• What is needed: Please copy each line below that contains the word "inherited".

(Dataset entries)

impl FacetSet {
    /// Merge the facets of one restriction step onto the base's facets
    pub fn derive(
        base: &FacetSet,
        facets: &[Facet],
        admitted: &HashSet<FacetKind>,
        values: &FacetValues<'_>,
    ) -> std::result::Result<FacetSet, SchemaError> {
        let mut merged = base.clone();
        let mut level_patterns = Vec::new();
        let mut enumeration: Option<Vec<SimpleValue>> = None;
        let mut seen = HashSet::new();

        for facet in facets {
            if !admitted.contains(&facet.kind) {
                return Err(facet_error(format!(
                    "facet '{}' is not applicable to the base type",
                    facet.kind
                )));
            }
            if !matches!(facet.kind, FacetKind::Pattern | FacetKind::Enumeration)
                && !seen.insert(facet.kind)
            {
                return Err(facet_error(format!(
                    "facet '{}' is specified more than once",
                    facet.kind
                )));
            }
            if let Some((_, fixed)) = base.fixed.iter().find(|(k, _)| *k == facet.kind) {
                if fixed.trim() != facet.value.trim() {
                    return Err(facet_error(format!(
                        "facet '{}' is fixed to '{}' and cannot be changed to '{}'",
                        facet.kind, fixed, facet.value
                    )));
                }
            }
            if facet.fixed && !merged.fixed.iter().any(|(k, _)| *k == facet.kind) {
                merged.fixed.push((facet.kind, facet.value.clone()));
            }

            match facet.kind {
                FacetKind::WhiteSpace => {
                    let ws = WhiteSpace::from_str(facet.value.trim())
                        .map_err(|e| facet_error(e.to_string()))?;
                    if let Some(current) = base.whitespace {
                        if ws < current {
                            return Err(facet_error(format!(
                                "whiteSpace '{}' loosens inherited '{}'",
                                ws, current
                            )));
                        }
                    }
                    merged.whitespace = Some(ws);
                }
                FacetKind::Length => {
                    let n: usize = parse_count(facet)?;
                    if base.length.is_some_and(|l| l != n)
                        || base.min_length.is_some_and(|m| n < m)
                        || base.max_length.is_some_and(|m| n > m)
                    {
                        return Err(facet_error(format!(
                            "length {} contradicts inherited length facets",
                            n
                        )));
                    }
                    merged.length = Some(n);
                }
                FacetKind::MinLength => {
                    let n: usize = parse_count(facet)?;
                    if base.min_length.is_some_and(|m| n < m)
                        || base.max_length.is_some_and(|m| n > m)
                        || base.length.is_some_and(|l| n > l)
                    {
                        return Err(facet_error(format!(
                            "minLength {} loosens or contradicts inherited length facets",
                            n
                        )));
                    }
                    merged.min_length = Some(n);
                }
                FacetKind::MaxLength => {
                    let n: usize = parse_count(facet)?;
                    if base.max_length.is_some_and(|m| n > m)
                        || base.min_length.is_some_and(|m| n < m)
                        || base.length.is_some_and(|l| n < l)
                    {
                        return Err(facet_error(format!(
                            "maxLength {} loosens or contradicts inherited length facets",
                            n
                        )));
                    }
                    merged.max_length = Some(n);
                }
                FacetKind::TotalDigits => {
                    let n: u32 = parse_count(facet)?;
                    if n == 0 || base.total_digits.is_some_and(|m| n > m) {
                        return Err(facet_error(format!(
                            "totalDigits {} loosens the inherited value",
                            n
                        )));
                    }
                    merged.total_digits = Some(n);
                }
                FacetKind::FractionDigits => {
                    let n: u32 = parse_count(facet)?;
                    if base.fraction_digits.is_some_and(|m| n > m) {
                        return Err(facet_error(format!(
                            "fractionDigits {} loosens the inherited value",
                            n
                        )));
                    }
                    merged.fraction_digits = Some(n);
                }
                FacetKind::MinInclusive | FacetKind::MinExclusive => {
                    let value = (values.parse)(facet.value.trim()).map_err(|e| {
                        facet_error(format!("{} value is invalid: {}", facet.kind, e))
                    })?;
                    let bound = Bound {
                        value,
                        inclusive: facet.kind == FacetKind::MinInclusive,
                    };
                    check_lower_tightens(&bound, base)?;
                    merged.min = Some(bound);
                }
                FacetKind::MaxInclusive | FacetKind::MaxExclusive => {
                    let value = (values.parse)(facet.value.trim()).map_err(|e| {
                        facet_error(format!("{} value is invalid: {}", facet.kind, e))
                    })?;
                    let bound = Bound {
                        value,
                        inclusive: facet.kind == FacetKind::MaxInclusive,
                    };
                    check_upper_tightens(&bound, base)?;
                    merged.max = Some(bound);
                }
                FacetKind::Pattern => {
                    let pattern = PatternFacet::new(&facet.value).map_err(|e| {
                        SchemaError::new(SchemaErrorKind::InvalidComponent, e)
                    })?;
                    level_patterns.push(pattern);
                }
                FacetKind::Enumeration => {
                    let value = (values.validate)(&facet.value).map_err(|e| {
                        facet_error(format!(
                            "enumeration value '{}' is not valid for the base type: {}",
                            facet.value, e
                        ))
                    })?;
                    enumeration.get_or_insert_with(Vec::new).push(value);
                }
                FacetKind::ExplicitTimezone => {
                    let tz = match facet.value.trim() {
                        "required" => ExplicitTimezone::Required,
                        "prohibited" => ExplicitTimezone::Prohibited,
                        "optional" => ExplicitTimezone::Optional,
                        other => {
                            return Err(facet_error(format!(
                                "invalid explicitTimezone value '{}'",
                                other
                            )))
                        }
                    };
                    if let Some(current) = base.explicit_timezone {
                        if current != ExplicitTimezone::Optional && current != tz {
                            return Err(facet_error(format!(
                                "explicitTimezone '{}' contradicts the inherited value",
                                facet.value
                            )));
                        }
                    }
                    merged.explicit_timezone = Some(tz);
                }
            }
        }

        if !level_patterns.is_empty() {
            merged.patterns.push(level_patterns);
        }
        if enumeration.is_some() {
            merged.enumeration = enumeration;
        }
        merged.check_consistency()?;
        Ok(merged)
    }

    fn check_consistency(&self) -> std::result::Result<(), SchemaError> {
        if let (Some(min), Some(max)) = (self.min_length, self.max_length) {
            if min > max {
                return Err(facet_error(format!(
                    "minLength {} is greater than maxLength {}",
                    min, max
                )));
            }
        }
        if let (Some(total), Some(fraction)) = (self.total_digits, self.fraction_digits) {
            if fraction > total {
                return Err(facet_error(format!(
                    "fractionDigits {} is greater than totalDigits {}",
                    fraction, total
                )));
            }
        }
        if let (Some(min), Some(max)) = (&self.min, &self.max) {
            let ok = match min.value.partial_cmp(&max.value) {
                Some(Ordering::Less) => true,
                Some(Ordering::Equal) => min.inclusive && max.inclusive,
                _ => false,
            };
            if !ok {
                return Err(facet_error(format!(
                    "lower bound {} is not below upper bound {}",
                    min.value, max.value
                )));
            }
        }
        Ok(())
    }

    /// Check a length measured in the value space's natural unit
    pub fn check_length(&self, length: usize) -> std::result::Result<(), ValidationError> {
        if let Some(expected) = self.length {
            if length != expected {
                return Err(ValidationError::facet(format!(
                    "length {} differs from the required length {}",
                    length, expected
                )));
            }
        }
        if let Some(min) = self.min_length {
            if length < min {
                return Err(ValidationError::facet(format!(
                    "length {} is below minLength {}",
                    length, min
                )));
            }
        }
        if let Some(max) = self.max_length {
            if length > max {
                return Err(ValidationError::facet(format!(
                    "length {} exceeds maxLength {}",
                    length, max
                )));
            }
        }
        Ok(())
    }

    /// Check the value-range facets using the value space ordering
    pub fn check_range(&self, value: &AtomicValue) -> std::result::Result<(), ValidationError> {
        if let Some(min) = &self.min {
            let ok = match value.partial_cmp(&min.value) {
                Some(Ordering::Greater) => true,
                Some(Ordering::Equal) => min.inclusive,
                _ => false,
            };
            if !ok {
                let facet = if min.inclusive { "minInclusive" } else { "minExclusive" };
                return Err(ValidationError::facet(format!(
                    "value {} violates {} {}",
                    value, facet, min.value
                )));
            }
        }
        if let Some(max) = &self.max {
            let ok = match value.partial_cmp(&max.value) {
                Some(Ordering::Less) => true,
                Some(Ordering::Equal) => max.inclusive,
                _ => false,
            };
            if !ok {
                let facet = if max.inclusive { "maxInclusive" } else { "maxExclusive" };
                return Err(ValidationError::facet(format!(
                    "value {} violates {} {}",
                    value, facet, max.value
                )));
            }
        }
        Ok(())
    }

    /// Check totalDigits and fractionDigits
    pub fn check_digits(&self, value: &AtomicValue) -> std::result::Result<(), ValidationError> {
        let Some((total, fraction)) = value.digits() else {
            return Ok(());
        };
        if let Some(max) = self.total_digits {
            if total > max {
                return Err(ValidationError::facet(format!(
                    "value {} has {} digits, totalDigits is {}",
                    value, total, max
                )));
            }
        }
        if let Some(max) = self.fraction_digits {
            if fraction > max {
                return Err(ValidationError::facet(format!(
                    "value {} has {} fraction digits, fractionDigits is {}",
                    value, fraction, max
                )));
            }
        }
        Ok(())
    }

    /// Check explicitTimezone
    pub fn check_timezone(&self, value: &AtomicValue) -> std::result::Result<(), ValidationError> {
        let (Some(tz), AtomicValue::Temporal(t)) = (self.explicit_timezone, value) else {
            return Ok(());
        };
        match (tz, t.offset.is_some()) {
            (ExplicitTimezone::Required, false) => {
                Err(ValidationError::facet(format!("value {} requires a timezone", value)))
            }
            (ExplicitTimezone::Prohibited, true) => Err(ValidationError::facet(format!(
                "value {} must not have a timezone",
                value
            ))),
            _ => Ok(()),
        }
    }

    /// Check pattern levels against a lexical form
    pub fn check_patterns(&self, lexical: &str) -> std::result::Result<(), ValidationError> {
        for level in &self.patterns {
            if !level.iter().any(|p| p.is_match(lexical)) {
                let sources: Vec<&str> = level.iter().map(|p| p.source.as_str()).collect();
                return Err(ValidationError::facet(format!(
                    "value '{}' does not match pattern {}",
                    lexical,
                    sources.join(" | ")
                )));
            }
        }
        Ok(())
    }

    /// Check enumeration by value equality
    pub fn check_enumeration(&self, value: &SimpleValue) -> std::result::Result<(), ValidationError> {
        if let Some(allowed) = &self.enumeration {
            if !allowed.iter().any(|a| a.value_eq(value)) {
                let listed: Vec<String> = allowed.iter().map(|a| a.to_lexical()).collect();
                return Err(ValidationError::facet(format!(
                    "value '{}' is not one of the enumerated values",
                    value
                ))
                .with_expected(listed));
            }
        }
        Ok(())
    }
}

• Result:
                                "whiteSpace '{}' loosens inherited '{}'",
                            "length {} contradicts inherited length facets",
                            "minLength {} loosens or contradicts inherited length facets",
                            "maxLength {} loosens or contradicts inherited length facets",
                            "totalDigits {} loosens the inherited value",
                            "fractionDigits {} loosens the inherited value",
                                "explicitTimezone '{}' contradicts the inherited value",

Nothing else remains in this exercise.